**Task item:** Spot each line in the data below containing "builder" and copy it.

___ Exercise inputs

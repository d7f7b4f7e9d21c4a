//! Groq provider implementation.
//!
//! Calls the OpenAI-compatible chat completions endpoint and keeps only the
//! first choice.

use super::{ChatMessage, Completion, CompletionProvider, CompletionRequest, ProviderError};
use crate::config::GroqConfig;
use async_trait::async_trait;
use reqwest::{Client, StatusCode};
use secrecy::ExposeSecret;
use serde::{Deserialize, Serialize};
use service_core::error::AppError;
use std::time::Duration;

/// Groq text provider.
pub struct GroqProvider {
    config: GroqConfig,
    client: Client,
}

impl GroqProvider {
    /// Builds the HTTP client. A failure here is a configuration problem, not a
    /// provider call failure.
    pub fn new(config: GroqConfig) -> Result<Self, AppError> {
        let mut builder = Client::builder();
        if let Some(secs) = config.timeout_secs {
            builder = builder.timeout(Duration::from_secs(secs));
        }

        let client = builder
            .build()
            .map_err(|e| {
                AppError::ConfigError(anyhow::anyhow!("Failed to create HTTP client: {}", e))
            })?;

        Ok(Self { config, client })
    }

    fn api_url(&self) -> String {
        format!(
            "{}/chat/completions",
            self.config.base_url.trim_end_matches('/')
        )
    }

    fn error_for_status(status: StatusCode, body: &str) -> ProviderError {
        let detail = serde_json::from_str::<ErrorResponse>(body)
            .map(|e| e.error.message)
            .unwrap_or_else(|_| body.to_string());
        let message = format!("Groq API error {}: {}", status.as_u16(), detail);

        match status {
            StatusCode::UNAUTHORIZED | StatusCode::FORBIDDEN => {
                ProviderError::Authentication(message)
            }
            StatusCode::TOO_MANY_REQUESTS => ProviderError::RateLimited(message),
            _ => ProviderError::Api {
                status: Some(status.as_u16()),
                message,
            },
        }
    }
}

#[async_trait]
impl CompletionProvider for GroqProvider {
    async fn complete(&self, request: &CompletionRequest) -> Result<Completion, ProviderError> {
        let api_key = self
            .config
            .api_key
            .as_ref()
            .ok_or_else(|| ProviderError::MissingCredential("GROQ_API_KEY".to_string()))?;

        let body = ChatCompletionRequest {
            model: &self.config.model,
            messages: &request.messages,
            max_tokens: request.max_tokens,
            temperature: request.temperature,
        };

        tracing::debug!(
            model = %self.config.model,
            message_count = request.messages.len(),
            max_tokens = request.max_tokens,
            temperature = request.temperature,
            "Sending request to Groq API"
        );

        let response = self
            .client
            .post(self.api_url())
            .bearer_auth(api_key.expose_secret())
            .json(&body)
            .send()
            .await
            .map_err(|e| ProviderError::Network(e.to_string()))?;

        let status = response.status();
        if !status.is_success() {
            let error_text = response.text().await.unwrap_or_default();
            return Err(Self::error_for_status(status, &error_text));
        }

        let bytes = response
            .bytes()
            .await
            .map_err(|e| ProviderError::Network(e.to_string()))?;

        let api_response: ChatCompletionResponse = serde_json::from_slice(&bytes)
            .map_err(|e| ProviderError::MalformedResponse(format!("Failed to parse response: {}", e)))?;

        let usage = api_response.usage.unwrap_or_default();
        let choice = api_response
            .choices
            .into_iter()
            .next()
            .ok_or_else(|| ProviderError::MalformedResponse("Response contained no choices".to_string()))?;

        let text = choice.message.content.ok_or_else(|| {
            ProviderError::MalformedResponse("First choice has no message content".to_string())
        })?;

        Ok(Completion {
            text,
            finish_reason: choice.finish_reason,
            input_tokens: usage.prompt_tokens,
            output_tokens: usage.completion_tokens,
        })
    }

    fn model(&self) -> &str {
        &self.config.model
    }
}

// ============================================================================
// Groq API Request/Response Types
// ============================================================================

#[derive(Debug, Serialize)]
struct ChatCompletionRequest<'a> {
    model: &'a str,
    messages: &'a [ChatMessage],
    max_tokens: i64,
    temperature: f64,
}

#[derive(Debug, Deserialize)]
struct ChatCompletionResponse {
    #[serde(default)]
    choices: Vec<Choice>,
    #[serde(default)]
    usage: Option<Usage>,
}

#[derive(Debug, Deserialize)]
struct Choice {
    message: ResponseMessage,
    #[serde(default)]
    finish_reason: Option<String>,
}

#[derive(Debug, Deserialize)]
struct ResponseMessage {
    #[serde(default)]
    content: Option<String>,
}

#[derive(Debug, Deserialize, Default)]
struct Usage {
    prompt_tokens: Option<u32>,
    completion_tokens: Option<u32>,
}

#[derive(Debug, Deserialize)]
struct ErrorResponse {
    error: ErrorBody,
}

#[derive(Debug, Deserialize)]
struct ErrorBody {
    message: String,
}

______

**Your response:**
        let mut builder = Client::builder();
            builder = builder.timeout(Duration::from_secs(secs));
        let client = builder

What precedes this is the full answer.